Structure and native functionality of the glycoproteins presented by zoonotic bornaviruses

Bornaviruses constitute a group of under-characterised animal-borne RNA viruses that utilise a range of mammalian hosts as reservoirs. In recent years, an increasing number of bornavirus spillover events have occurred, causing hospitalisations and fatalities. The growing biomedical impact of bornaviruses, combined with the absence of effective therapeutics, underscores the importance of characterising these understudied emerging pathogens.

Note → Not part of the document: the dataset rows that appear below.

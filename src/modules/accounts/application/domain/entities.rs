use serde_json::{Map, Value};

use crate::shared::domain::record::{self, RecordStamp};

/// Upper bound on the serialized size of the free-form `attrs` store.
pub const ATTRS_MAX_BYTES: usize = 5000;

#[derive(Debug, Clone, serde::Serialize)]
pub struct Account {
    /// Shared bookkeeping fields (external id + timestamps + soft delete).
    #[serde(flatten)]
    pub record: RecordStamp,
    /// Login identifier. Stored lowercased, unique among active accounts.
    pub email: String,
    /// Argon2id PHC string. `None` means no usable password.
    #[serde(skip_serializing)]
    pub password_hash: Option<String>,
    pub is_staff: bool,
    pub is_superuser: bool,
    /// Object path of the profile picture inside the user-images bucket.
    pub picture: String,
    pub show_onboarding: bool,
    /// Open key/value store. Size-bounded, otherwise unvalidated.
    pub attrs: Map<String, Value>,
}

impl Account {
    pub fn is_active(&self) -> bool {
        record::is_active(&self.record)
    }

    /// An account created without a password cannot authenticate by
    /// password until one is set.
    pub fn has_usable_password(&self) -> bool {
        self.password_hash.is_some()
    }
}

/// Serialized size of an attrs map, measured against [`ATTRS_MAX_BYTES`].
pub fn attrs_size(attrs: &Map<String, Value>) -> usize {
    serde_json::to_string(attrs).map(|s| s.len()).unwrap_or(0)
}
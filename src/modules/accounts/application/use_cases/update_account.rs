use std::sync::Arc;

use async_trait::async_trait;
use serde_json::{Map, Value};
use tracing::info;
use uuid::Uuid;

use crate::modules::accounts::application::domain::entities::{
    attrs_size, Account, ATTRS_MAX_BYTES,
};
use crate::modules::accounts::application::ports::outgoing::{
    account_repository::{AccountRepository, AccountRepositoryError, ProfileChanges},
    password_hasher::PasswordHasher,
};

#[derive(Debug, Clone, Default)]
pub struct UpdateAccountInput {
    pub account_id: Uuid,
    pub picture: Option<String>,
    pub show_onboarding: Option<bool>,
    pub attrs: Option<Map<String, Value>>,
}

#[derive(Debug, Clone, thiserror::Error)]
pub enum UpdateAccountError {
    #[error("Account not found")]
    NotFound,

    #[error("attrs exceeds {max} bytes (got {0})", max = ATTRS_MAX_BYTES)]
    AttrsTooLarge(usize),

    #[error("Password hashing failed: {0}")]
    HashingFailed(String),

    #[error("Repository error: {0}")]
    RepositoryError(String),
}

#[async_trait]
pub trait IUpdateAccountUseCase: Send + Sync {
    /// Partial profile update. Every applied mutation refreshes the
    /// account's `updated_at`.
    async fn execute(&self, input: UpdateAccountInput) -> Result<Account, UpdateAccountError>;

    /// Hash and store a new password, restoring the "usable password"
    /// state for accounts created without one.
    async fn set_password(
        &self,
        account_id: Uuid,
        raw_password: &str,
    ) -> Result<(), UpdateAccountError>;
}

#[derive(Clone)]
pub struct UpdateAccountUseCase<R>
where
    R: AccountRepository + Send + Sync,
{
    repository: R,
    password_hasher: Arc<dyn PasswordHasher + Send + Sync>,
}

impl<R> UpdateAccountUseCase<R>
where
    R: AccountRepository + Send + Sync,
{
    pub fn new(repository: R, password_hasher: Arc<dyn PasswordHasher + Send + Sync>) -> Self {
        Self {
            repository,
            password_hasher,
        }
    }

    fn map_err(err: AccountRepositoryError) -> UpdateAccountError {
        match err {
            AccountRepositoryError::NotFound => UpdateAccountError::NotFound,
            other => UpdateAccountError::RepositoryError(other.to_string()),
        }
    }
}

#[async_trait]
impl<R> IUpdateAccountUseCase for UpdateAccountUseCase<R>
where
    R: AccountRepository + Send + Sync,
{
    async fn execute(&self, input: UpdateAccountInput) -> Result<Account, UpdateAccountError> {
        if let Some(attrs) = &input.attrs {
            let size = attrs_size(attrs);
            if size > ATTRS_MAX_BYTES {
                return Err(UpdateAccountError::AttrsTooLarge(size));
            }
        }

        let changes = ProfileChanges {
            picture: input.picture,
            show_onboarding: input.show_onboarding,
            attrs: input.attrs,
        };

        let updated = self
            .repository
            .update_profile(input.account_id, changes)
            .await
            .map_err(Self::map_err)?;

        info!(account_id = %updated.record.external_id, "Account profile updated");
        Ok(updated)
    }

    async fn set_password(
        &self,
        account_id: Uuid,
        raw_password: &str,
    ) -> Result<(), UpdateAccountError> {
        let hash = self
            .password_hasher
            .hash_password(raw_password)
            .await
            .map_err(|e| UpdateAccountError::HashingFailed(e.to_string()))?;

        self.repository
            .set_password(account_id, Some(hash))
            .await
            .map_err(Self::map_err)
    }
}
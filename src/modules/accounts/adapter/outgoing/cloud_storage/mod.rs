pub mod picture_store_gcs;

pub use picture_store_gcs::GcsPictureStore;
use crate::api::schemas::{ErrorDetail, ErrorResponse};
use crate::api::test::{SuccessTestResponse, TestResponse};
use crate::health::{HealthResponse, ReadinessResponse};
use utoipa::OpenApi;

#[derive(OpenApi)]
#[openapi(
    info(
        title = "Accounts Backend API",
        version = "1.0.0",
        description = "API documentation for the accounts backend",
        contact(
            name = "API Support",
            email = "support@example.com"
        )
    ),
    paths(
        // Ops endpoints
        crate::health::health,
        crate::health::readiness,

        // Placeholder surface
        crate::api::test::test,
    ),
    components(
        schemas(
            // Response wrappers
            SuccessTestResponse,
            ErrorResponse,
            ErrorDetail,

            // DTOs
            TestResponse,
            HealthResponse,
            ReadinessResponse
        )
    ),
    tags(
        (name = "ops", description = "Liveness and readiness probes"),
        (name = "test", description = "Placeholder endpoints"),
    )
)]
pub struct ApiDoc;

The bornavirus glycoprotein (BorV-G) is responsible for facilitating host cell entry and is a primary target for vaccine and antiviral development. However, the lack of detailed information about BorV-G structure, receptor usage, and antigenicity limits our

understanding of the molecular determinants of bornaviral host tropism and the sites of vulnerability targeted by neutralising antibodies. In this doctoral research project, the student will employ an integrative structural and functional approach to elucidate molecular-level details of BorV-G architecture and host interactions. The student will receive comprehensive training in state-of-the-art techniques in structural and molecular biology including mammalian protein production, in vitro assays, X-ray crystallography, cryo-EM, cryo-CLEM, cryo-ET, and subtomogram averaging. This work will reveal molecularlevel insights into BorV-G-driven pathobiology.